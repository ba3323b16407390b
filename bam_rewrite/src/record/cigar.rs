use crate::U32_SIZE;
use byteorder::{ByteOrder, LittleEndian};
use std::fmt::Write;

const OPS: &[u8; 9] = b"MIDNSHP=X";

/// A single packed CIGAR operation, `length << 4 | op`.
#[derive(Debug, Clone, Copy, PartialEq, Eq)]
pub struct Op(pub u32);

impl Op {
    pub fn new(op_type: char, length: u32) -> Option<Op> {
        let code = OPS.iter().position(|&c| c as char == op_type)?;
        Some(Op(length << 4 | code as u32))
    }

    /// True if operation is one of M, =, X, D, N
    pub fn is_consuming_reference(&self) -> bool {
        let op = self.0 & 0xF;
        matches!(op, 0 | 2 | 3 | 7 | 8)
    }

    /// Length of operator
    pub fn length(&self) -> u32 {
        self.0 >> 4
    }

    /// Type of operator itself, `None` for codes outside the SAM alphabet.
    pub fn op_type(&self) -> Option<char> {
        OPS.get((self.0 & 0xF) as usize).map(|&c| c as char)
    }
}

/// Iterates packed operations of a raw CIGAR field.
pub fn ops(raw: &[u8]) -> impl Iterator<Item = Op> + '_ {
    raw.chunks_exact(U32_SIZE)
        .map(|chunk| Op(LittleEndian::read_u32(chunk)))
}

/// Number of reference bases covered by the alignment.
pub fn reference_length(raw: &[u8]) -> u32 {
    ops(raw)
        .filter(|op| op.is_consuming_reference())
        .map(|op| op.length())
        .sum()
}

/// Renders the raw field in SAM notation, `*` when empty.
pub fn format(raw: &[u8], out: &mut String) {
    if raw.is_empty() {
        out.push('*');
        return;
    }
    for op in ops(raw) {
        let _ = write!(out, "{}{}", op.length(), op.op_type().unwrap_or('?'));
    }
}

/// Parses SAM notation into packed operations.
pub fn parse(text: &str) -> Result<Vec<u32>, String> {
    let mut ops = Vec::new();
    if text == "*" {
        return Ok(ops);
    }
    let mut length: u32 = 0;
    let mut has_digits = false;
    for c in text.chars() {
        if let Some(d) = c.to_digit(10) {
            length = length
                .checked_mul(10)
                .and_then(|l| l.checked_add(d))
                .filter(|&l| l < 1 << 28)
                .ok_or_else(|| format!("operation length overflow in '{}'", text))?;
            has_digits = true;
        } else {
            if !has_digits {
                return Err(format!("operation '{}' without length in '{}'", c, text));
            }
            let op = Op::new(c, length)
                .ok_or_else(|| format!("unknown operation '{}' in '{}'", c, text))?;
            ops.push(op.0);
            length = 0;
            has_digits = false;
        }
    }
    if has_digits {
        return Err(format!("trailing length without operation in '{}'", text));
    }
    Ok(ops)
}

#[cfg(test)]
mod tests {
    use super::*;

    fn pack(ops: &[u32]) -> Vec<u8> {
        ops.iter().flat_map(|op| op.to_le_bytes()).collect()
    }

    #[test]
    fn test_parse_and_format() {
        let ops = parse("5S10M2D3I1=").unwrap();
        let mut text = String::new();
        format(&pack(&ops), &mut text);
        assert_eq!(text, "5S10M2D3I1=");
        assert!(parse("*").unwrap().is_empty());
    }

    #[test]
    fn test_reference_length() {
        let ops = parse("5S10M2D3I4N1X").unwrap();
        assert_eq!(reference_length(&pack(&ops)), 10 + 2 + 4 + 1);
    }

    #[test]
    fn test_parse_errors() {
        assert!(parse("10").is_err());
        assert!(parse("M").is_err());
        assert!(parse("3Q").is_err());
    }
}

**Exercise prompt**. The lines to return are those in the material above that hold "String".

**Problem solution**.
pub fn format(raw: &[u8], out: &mut String) {
pub fn parse(text: &str) -> Result<Vec<u32>, String> {
        let mut text = String::new();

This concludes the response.